*What you have to do*.
From the entries, return every line where the string "BTreeSet" shows up.

Segment Start: Task inputs

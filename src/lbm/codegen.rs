//! # codegen
//!
//! Lowers a [`FormulaSet`], the grid size and the boundary rules into a [`KernelProgram`] with two
//! entry points, `collide_and_stream` and `collect_moments`, and emits it as OpenCL C.
//!
//! Streaming is folded into the read side of `collide_and_stream`: population `i` of a cell is
//! gathered from the neighbour at `-c_i`, i.e. from `gid + i * N + delta_i` with
//! `delta_i = -c_i . (1, n_x, n_x * n_y)`. Post-collision values are written back unshifted to
//! `i * N + gid` of the other buffer.

use std::collections::BTreeSet;
use std::fmt::{self, Write};

use crate::lbm::boundary::{BoundaryConditions, BoundaryRule};
use crate::lbm::descriptor::Descriptor;
use crate::lbm::expr::{Block, Expr, Symbol};
use crate::lbm::formulas::FormulaSet;
use crate::lbm::types::{material, Grid};
use crate::lbm::{LbmError, Result};

/// Lowered kernel program for one lattice configuration. Immutable once generated.
#[derive(Clone, Debug)]
pub struct KernelProgram {
    descriptor: Descriptor,
    grid: Grid,
    tau: f32,
    stream_offsets: Vec<isize>,
    moments: Block,
    boundary: Vec<BoundaryRule>,
    collide: Block,
    material_codes: BTreeSet<i32>,
}

impl KernelProgram {
    /// Generates the program for the materials in `material_codes`.
    /// Boundary rules for tags that do not occur are left out.
    pub fn generate(
        formulas: &FormulaSet,
        grid: Grid,
        boundary: &BoundaryConditions,
        material_codes: BTreeSet<i32>,
    ) -> Result<KernelProgram> {
        let descriptor = formulas.descriptor().clone();
        check_grid(&descriptor, grid)?;
        boundary.validate(descriptor.dimensions())?;

        let n = grid.volume() as isize;
        let strides = grid.strides();
        let stream_offsets = descriptor
            .velocities()
            .iter()
            .enumerate()
            .map(|(i, c)| i as isize * n + neighbor_offset(c, strides))
            .collect();

        let program = KernelProgram {
            grid,
            tau: formulas.tau(),
            stream_offsets,
            moments: formulas.moments(),
            boundary: boundary.restricted_to(&material_codes),
            collide: formulas.collide(),
            material_codes,
            descriptor,
        };
        log::debug!(
            "Generated {:?} kernel program for {}x{}x{}: {} moment statements, {} collide statements, {} boundary rules, materials {:?}",
            program.descriptor.velocity_set(),
            grid.n_x,
            grid.n_y,
            grid.n_z,
            program.moments.statements().len(),
            program.collide.statements().len(),
            program.boundary.len(),
            program.material_codes
        );
        Ok(program)
    }

    pub fn descriptor(&self) -> &Descriptor {
        &self.descriptor
    }

    pub fn grid(&self) -> Grid {
        self.grid
    }

    pub fn tau(&self) -> f32 {
        self.tau
    }

    /// Read offset of direction `i` relative to `gid`, including the `i * N` block offset.
    pub fn stream_offsets(&self) -> &[isize] {
        &self.stream_offsets
    }

    pub fn moments(&self) -> &Block {
        &self.moments
    }

    pub fn boundary(&self) -> &[BoundaryRule] {
        &self.boundary
    }

    pub fn collide(&self) -> &Block {
        &self.collide
    }

    /// Material codes the boundary branches were specialised for.
    pub fn material_codes(&self) -> &BTreeSet<i32> {
        &self.material_codes
    }

    /// Emits OpenCL C source with the entry points `collide_and_stream` and `collect_moments`.
    pub fn opencl_source(&self) -> Result<String> {
        let mut src = String::new();
        write_opencl(&mut src, self)?;
        log::debug!("Emitted {} bytes of OpenCL C", src.len());
        Ok(src)
    }
}

/// Flat index offset of the cell at `-c`.
pub fn neighbor_offset(c: &[i32; 3], strides: [isize; 3]) -> isize {
    -(c[0] as isize * strides[0] + c[1] as isize * strides[1] + c[2] as isize * strides[2])
}

fn check_grid(descriptor: &Descriptor, grid: Grid) -> Result<()> {
    if grid.n_x == 0 || grid.n_y == 0 || grid.n_z == 0 {
        return Err(LbmError::InvalidGrid(format!(
            "{}x{}x{} has an empty axis",
            grid.n_x, grid.n_y, grid.n_z
        )));
    }
    if descriptor.dimensions() == 2 && grid.n_z != 1 {
        return Err(LbmError::InvalidGrid(format!(
            "{:?} is two-dimensional but n_z = {}",
            descriptor.velocity_set(),
            grid.n_z
        )));
    }
    if grid.volume() as u64 * descriptor.q() as u64 > i32::MAX as u64 {
        return Err(LbmError::InvalidGrid(format!(
            "{} cells x {} populations exceed the 32 bit index range",
            grid.volume(),
            descriptor.q()
        )));
    }
    Ok(())
}

fn c_float(v: f64) -> String {
    let s = format!("{:?}f", v as f32);
    if v < 0.0 {
        format!("({s})")
    } else {
        s
    }
}

/// Expression in OpenCL C syntax.
fn c_expr(e: &Expr) -> String {
    fn join(items: &[Expr], op: &str) -> String {
        let parts: Vec<String> = items.iter().map(c_expr).collect();
        format!("({})", parts.join(op))
    }
    match e {
        Expr::Const(v) => c_float(*v),
        Expr::Sym(s) => s.to_string(),
        Expr::Sum(v) => join(v, " + "),
        Expr::Product(v) => join(v, " * "),
        Expr::Div(a, b) => format!("({} / {})", c_expr(a), c_expr(b)),
        Expr::Min(a, b) => format!("fmin({}, {})", c_expr(a), c_expr(b)),
        Expr::Max(a, b) => format!("fmax({}, {})", c_expr(a), c_expr(b)),
    }
}

/// Helpers become constants, outputs stay mutable so boundary rules can rewrite them.
fn emit_block(src: &mut String, block: &Block, mutable_outputs: bool) -> fmt::Result {
    for a in block.statements() {
        let qualifier = match a.target {
            Symbol::Helper(..) => "const float",
            _ if mutable_outputs => "float",
            _ => "const float",
        };
        writeln!(src, "    {} {} = {};", qualifier, a.target, c_expr(&a.value))?;
    }
    Ok(())
}

fn emit_boundary(src: &mut String, rules: &[BoundaryRule]) -> fmt::Result {
    for rule in rules {
        let condition: Vec<String> = rule.materials.iter().map(|m| format!("m == {m}")).collect();
        writeln!(src, "    if ( {} ) {{", condition.join(" || "))?;
        for a in &rule.overrides {
            writeln!(src, "        {} = {};", a.target, c_expr(&a.value))?;
        }
        writeln!(src, "    }}")?;
    }
    Ok(())
}

fn write_opencl(src: &mut String, program: &KernelProgram) -> fmt::Result {
    let grid = program.grid;
    let n = grid.volume();
    let q = program.descriptor.q();

    writeln!(
        src,
        "// {:?} BGK lattice, {}x{}x{} cells, tau = {:?}",
        program.descriptor.velocity_set(),
        grid.n_x,
        grid.n_y,
        grid.n_z,
        program.tau
    )?;
    writeln!(src)?;

    // collide_and_stream
    writeln!(src, "__kernel void collide_and_stream(__global float* f_next,")?;
    writeln!(src, "                                 __global const float* f_prev,")?;
    writeln!(src, "                                 __global const int* material,")?;
    writeln!(src, "                                 const uint time)")?;
    writeln!(src, "{{")?;
    writeln!(src, "    const uint gid = get_global_id(0);")?;
    writeln!(src, "    if (gid >= {n}u) {{")?;
    writeln!(src, "        return;")?;
    writeln!(src, "    }}")?;
    writeln!(src, "    const int m = material[gid];")?;
    writeln!(src, "    if (m == {}) {{", material::GHOST)?;
    writeln!(src, "        return;")?;
    writeln!(src, "    }}")?;
    writeln!(src, "    __global const float* preshifted_f_prev = f_prev + gid;")?;
    for (i, offset) in program.stream_offsets.iter().enumerate() {
        writeln!(src, "    const float {} = preshifted_f_prev[{}];", Symbol::F(i), offset)?;
    }
    emit_block(src, &program.moments, true)?;
    emit_boundary(src, &program.boundary)?;
    emit_block(src, &program.collide, false)?;
    for i in 0..q {
        writeln!(src, "    f_next[{}u + gid] = {};", i * n, Symbol::FNext(i))?;
    }
    writeln!(src, "}}")?;
    writeln!(src)?;

    // collect_moments
    writeln!(src, "__kernel void collect_moments(__global const float* f,")?;
    writeln!(src, "                              __global float* moments)")?;
    writeln!(src, "{{")?;
    writeln!(src, "    const uint gid = get_global_id(0);")?;
    writeln!(src, "    if (gid >= {n}u) {{")?;
    writeln!(src, "        return;")?;
    writeln!(src, "    }}")?;
    writeln!(src, "    __global const float* preshifted_f = f + gid;")?;
    for i in 0..q {
        writeln!(src, "    const float {} = preshifted_f[{}];", Symbol::F(i), i * n)?;
    }
    emit_block(src, &program.moments, false)?;
    for (k, a) in program.moments.outputs().enumerate() {
        writeln!(src, "    moments[{}u + gid] = {};", k * n, a.target)?;
    }
    writeln!(src, "}}")
}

Segment End: Task inputs

*Finished exercise*.
use std::collections::BTreeSet;
    material_codes: BTreeSet<i32>,
        material_codes: BTreeSet<i32>,
    pub fn material_codes(&self) -> &BTreeSet<i32> {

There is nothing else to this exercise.